De bewijslast – immers de vraag betreffende of sprake is van een gedekt evenement – rust op AEB c.s. Het hof zal AEB tot dat bewijs toelaten.
4.5.
Als AEB c.s. het bewijs van hun stelling leveren, is hun vordering toewijsbaar, met inachtneming van het volgende. De kosten ter vaststelling van de schade zijn, als onweersproken, niet verder toewijsbaar dan tot het door HDI c.s. erkende bedrag van € 8.400, en wettelijke rente is niet eerder toewijsbaar dan vanaf de door HDI c.s. onweersproken dag van dagvaarding.

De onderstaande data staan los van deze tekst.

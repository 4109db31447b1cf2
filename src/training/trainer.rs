//! Training orchestration for decision-map fusion models
//!
//! [`FusionTrainer`] prepares the data loaders, builds the network, optimizer
//! and scheduler, and drives the epoch loop:
//!
//! ```text
//! Training -> Validating -> SchedulerStep -> Logging/Checkpoint -> (Continue | Stopped)
//! ```
//!
//! Everything runs on one thread against one device. Any error aborts the run
//! and is returned to the caller; early stopping is a normal completion.

use std::path::PathBuf;
use std::sync::Arc;
use std::time::{Duration, Instant};

use anyhow::{Context, Result};
use candle_core::{DType, Device, Tensor};
use serde::{Deserialize, Serialize};
use tracing::{debug, enabled, info, instrument, Level};

use crate::device::{device_label, select_device};
use crate::models::{FusionModel, FusionNet};
use crate::training::checkpoints::{CheckpointLogger, CheckpointOutcome, CheckpointSink};
use crate::training::config::TrainingConfig;
use crate::training::data::{DataLoader, DataLoaderConfig, FileIndex, FusionBatch, FusionDataset, Split};
use crate::training::loss::CompositeLoss;
use crate::training::metrics::{EpochSummary, PhaseAccumulator, PhaseMetrics};
use crate::training::optimizers::{
    create_optimizer, create_scheduler, AdamWOptimizer, GradScaler, Optimizer, Scheduler, StepScheduler,
};
use crate::training::precision::Autocast;
use crate::training::progress::EpochProgress;

/// Trainer for fusion networks
pub struct FusionTrainer {
    /// Training configuration
    config: TrainingConfig,

    /// Device for every tensor of the run
    device: Device,

    /// Forward-pass precision of the training phase
    autocast: Autocast,

    /// Loss evaluators, built once
    loss_fn: CompositeLoss,
}

/// Outcome of a training run
#[derive(Debug, Clone, Serialize, Deserialize)]
pub struct TrainingResult {
    /// Metrics of every completed epoch
    pub history: Vec<EpochSummary>,

    /// Whether the run ended through early stopping
    pub early_stopped: bool,

    /// Best validation loss seen
    pub best_val_loss: f64,

    /// Run directory holding logs and weights
    pub run_dir: Option<PathBuf>,

    /// Wall-clock duration
    pub training_duration: Duration,
}

impl TrainingResult {
    /// Number of completed epochs
    pub fn epochs_run(&self) -> usize {
        self.history.len()
    }
}

impl FusionTrainer {
    /// Create a trainer on the configured device
    pub fn new(config: TrainingConfig) -> Result<Self> {
        let device = select_device(config.runtime.device).context("Failed to select device")?;
        Self::with_device(config, device)
    }

    /// Create a trainer on an explicit device
    pub fn with_device(config: TrainingConfig, device: Device) -> Result<Self> {
        config
            .validate()
            .context("Training configuration validation failed")?;

        let autocast = Autocast::resolve(&config.mixed_precision, &device);
        let loss_fn = CompositeLoss::new(&device, config.loss.ssim_gradient)
            .context("Failed to build loss functions")?;

        Ok(Self {
            config,
            device,
            autocast,
            loss_fn,
        })
    }

    /// Training configuration
    pub fn config(&self) -> &TrainingConfig {
        &self.config
    }

    /// Device used for the run
    pub fn device(&self) -> &Device {
        &self.device
    }

    /// Run a full training session
    pub fn run(&self) -> Result<TrainingResult> {
        info!("Training start...");

        let (mut train_loader, mut valid_loader) = self.prepare_data_loaders()?;
        let model = self.build_model()?;
        let (mut optimizer, mut scheduler) = self.build_optimization(&model)?;
        let mut sink = CheckpointLogger::new(&self.config.save_path, &self.config.hyperparams)
            .context("Failed to create run directory")?;

        self.training_process(
            &model,
            &mut optimizer,
            &mut scheduler,
            &mut train_loader,
            &mut valid_loader,
            &mut sink,
        )
    }

    /// Build the training and validation loaders
    #[instrument(skip(self))]
    pub fn prepare_data_loaders(&self) -> Result<(DataLoader, DataLoader)> {
        let train = self.build_loader(Split::Train, self.config.hyperparams.set_size)?;
        let valid = self.build_loader(Split::Validate, self.config.validation_size())?;
        Ok((train, valid))
    }

    fn build_loader(&self, split: Split, limit: usize) -> Result<DataLoader> {
        let index = FileIndex::scan(&self.config.data_path, split, limit)
            .with_context(|| format!("Failed to index {} data", split))?;

        let label = match split {
            Split::Train => "Train",
            Split::Validate => "Valid",
        };
        info!("{} Data A: {}", label, index.source_a.len());
        info!("{} Data B: {}", label, index.source_b.len());
        info!("{} Data GT: {}", label, index.ground_truth.len());
        info!("{} Data DM: {}", label, index.decision_map.len());

        let dataset = FusionDataset::new(index, split, &self.config.data, Device::Cpu)
            .with_context(|| format!("Failed to prepare {} dataset", split))?;

        let batch_size = self.config.hyperparams.batch_size;
        let loader = DataLoader::new(
            Arc::new(dataset),
            DataLoaderConfig {
                batch_size,
                shuffle: self.config.data.shuffle,
                seed: self.config.data.seed,
            },
        )?;

        info!(
            "{} Data Size:{} , {} Loader Amount: {}/{} = {}",
            label,
            loader.dataset_size(),
            label,
            loader.dataset_size(),
            batch_size,
            loader.len()
        );
        Ok(loader)
    }

    /// Build the reference network on the run device
    pub fn build_model(&self) -> Result<FusionNet> {
        let model = FusionNet::new(&self.config.model, self.config.data.color.channels(), &self.device)
            .context("Failed to build model")?;
        Ok(model)
    }

    /// AdamW over the model's variables plus the step-decay scheduler
    pub fn build_optimization<M: FusionModel + ?Sized>(
        &self,
        model: &M,
    ) -> Result<(AdamWOptimizer, StepScheduler)> {
        let optimizer = create_optimizer(model.vars(), &self.config.hyperparams)
            .context("Failed to create optimizer")?;
        let scheduler = create_scheduler(&self.config.hyperparams);

        info!(
            "The number of model parameters: {:.6} M",
            model.parameter_count() as f64 / 1e6
        );
        Ok((optimizer, scheduler))
    }

    /// Epoch loop over prepared components
    pub fn training_process<M, O, S, C>(
        &self,
        model: &M,
        optimizer: &mut O,
        scheduler: &mut S,
        train_loader: &mut DataLoader,
        valid_loader: &mut DataLoader,
        sink: &mut C,
    ) -> Result<TrainingResult>
    where
        M: FusionModel + ?Sized,
        O: Optimizer + ?Sized,
        S: Scheduler + ?Sized,
        C: CheckpointSink + ?Sized,
    {
        let start = Instant::now();
        let scaling_active = self.config.mixed_precision.enabled && self.autocast.dtype() == DType::F16;
        let mut scaler = GradScaler::new(&self.config.mixed_precision.loss_scaling, scaling_active);
        info!(
            "Device: {}, compute dtype: {:?}, loss scaling: {}",
            device_label(&self.device),
            self.autocast.dtype(),
            scaler.is_enabled()
        );

        let mut history = Vec::new();
        let mut early_stopped = false;

        for epoch in 1..=self.config.hyperparams.epochs {
            let skipped_before = scaler.skipped_steps();
            let train = self
                .train_epoch(model, optimizer, &mut scaler, train_loader, epoch)
                .with_context(|| format!("Training failed in epoch {}", epoch))?;
            let validation = self
                .validate_epoch(model, valid_loader, epoch)
                .with_context(|| format!("Validation failed in epoch {}", epoch))?;

            scheduler.step();
            optimizer.set_learning_rate(scheduler.get_lr());
            debug!("Learning rate for next epoch: {}", scheduler.get_lr());

            let summary = EpochSummary {
                epoch,
                train,
                validation,
                learning_rate: scheduler.get_lr(),
                skipped_steps: scaler.skipped_steps() - skipped_before,
            };
            let line = summary.log_line(&timestamp());
            info!("{}", line);

            let outcome = sink
                .record(
                    model.vars(),
                    epoch,
                    &line,
                    validation.loss,
                    self.config.checkpointing.save_every_epoch,
                )
                .with_context(|| format!("Failed to record epoch {}", epoch))?;
            history.push(summary);

            if outcome == CheckpointOutcome::Stop {
                info!("Early stopping!!!");
                early_stopped = true;
                break;
            }
        }

        let result = TrainingResult {
            history,
            early_stopped,
            best_val_loss: sink.best_loss(),
            run_dir: sink.run_dir().map(|p| p.to_path_buf()),
            training_duration: start.elapsed(),
        };
        info!(
            "Training completed in {:?} after {} epochs",
            result.training_duration,
            result.epochs_run()
        );
        Ok(result)
    }

    /// One optimisation pass over the training loader
    #[instrument(skip_all, fields(epoch = epoch))]
    fn train_epoch<M, O>(
        &self,
        model: &M,
        optimizer: &mut O,
        scaler: &mut GradScaler,
        loader: &mut DataLoader,
        epoch: usize,
    ) -> Result<PhaseMetrics>
    where
        M: FusionModel + ?Sized,
        O: Optimizer + ?Sized,
    {
        let vars = model.vars().all_vars();
        let mut metrics = PhaseAccumulator::new(loader.len());
        let progress = EpochProgress::new(
            &format!("[{}] Epoch {}", timestamp(), epoch),
            loader.len(),
            self.config.runtime.quiet,
        );

        for batch in loader.batches() {
            let batch = batch?.to_device(&self.device)?;
            let pred = self.predict(model, &batch, &self.autocast)?;
            let loss = self.loss_fn.forward(&batch.decision_map, &pred)?;
            if metrics.seen() == 0 && enabled!(Level::DEBUG) {
                let parts = self.loss_fn.breakdown(&batch.decision_map, &pred.detach())?;
                debug!(?parts, "Loss components of the first batch");
            }

            let grads = scaler.scale_loss(&loss)?.backward()?;
            scaler.step(optimizer, &vars, grads)?;

            let loss = loss.to_scalar::<f32>()? as f64;
            metrics.add(loss);
            progress.advance(loss, 1.0 - loss);
            debug!("batch {} loss {:.6}", metrics.seen(), loss);
        }

        progress.finish();
        Ok(metrics.finish())
    }

    /// One pass over the validation loader with detached f32 predictions
    #[instrument(skip_all, fields(epoch = epoch))]
    fn validate_epoch<M>(&self, model: &M, loader: &mut DataLoader, epoch: usize) -> Result<PhaseMetrics>
    where
        M: FusionModel + ?Sized,
    {
        let mut metrics = PhaseAccumulator::new(loader.len());
        let progress = EpochProgress::new(
            &format!("[Validating...] Epoch {}", epoch),
            loader.len(),
            self.config.runtime.quiet,
        );

        for batch in loader.batches() {
            let batch = batch?.to_device(&self.device)?;
            let pred = self.predict(model, &batch, &Autocast::disabled())?.detach();
            let loss = self
                .loss_fn
                .forward(&batch.decision_map, &pred)?
                .to_scalar::<f32>()? as f64;
            metrics.add(loss);
            progress.advance(loss, 1.0 - loss);
        }

        progress.finish();
        Ok(metrics.finish())
    }

    /// Forward pass in an autocast context, returning an f32 prediction
    fn predict<M: FusionModel + ?Sized>(
        &self,
        model: &M,
        batch: &FusionBatch,
        autocast: &Autocast,
    ) -> candle_core::Result<Tensor> {
        let source_a = autocast.cast_input(&batch.source_a)?;
        let source_b = autocast.cast_input(&batch.source_b)?;
        autocast.cast_output(&model.forward(&source_a, &source_b)?)
    }
}

/// Wall-clock timestamp used in progress and log lines
fn timestamp() -> String {
    chrono::Local::now().format("%Y-%m-%d %H.%M.%S").to_string()
}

Als AEB c.s. het bewijs van hun stelling niet leveren, is hun vordering niet toewijsbaar. Met de rechtbank is het hof van oordeel dat de dekking onder sectie III ingevolge art. 8 van de algemene CAR-voorwaarden eindigt bij oplevering van het werk, en dat in de gegeven omstandigheden een beroep op de onderhoudstermijn AEB c.s. niet kan baten, omdat voor dekking gedurende de onderhoudstermijn vereist is dat de oorzaak van de schade is gelegen in de bouwtermijn.

5.Beslissing

Het hof:
laat AEB c.s. toe tot het bewijs van hun stelling dat de koppeling naar stoomturbine T20 werd gemaakt met de bedoeling de operationele temperatuur van 400 graden tot stand te brengen;
beveelt dat, indien partijen getuigen willen doen horen, een getuigenverhoor zal plaatshebben voor mr. J.F. Aalders, daartoe tot raadsheer-commissaris benoemd, in het Paleis van Justitie, IJdok 20 te Amsterdam op een nader te bepalen dag en uur;
verwijst de zaak naar de rol van 6 juni 2023 voor opgave door beide partijen van hun verhinderdata en die van de door hen voor te brengen getuigen in de maanden juli tot en met december 2023;
houdt elke verdere beslissing aan.
Dit arrest is gewezen door mrs. J.F. Aalders, J.W. Hoekzema en A.C. van Schaick en door de rolraadsheer in het openbaar uitgesproken op 23 mei 2023.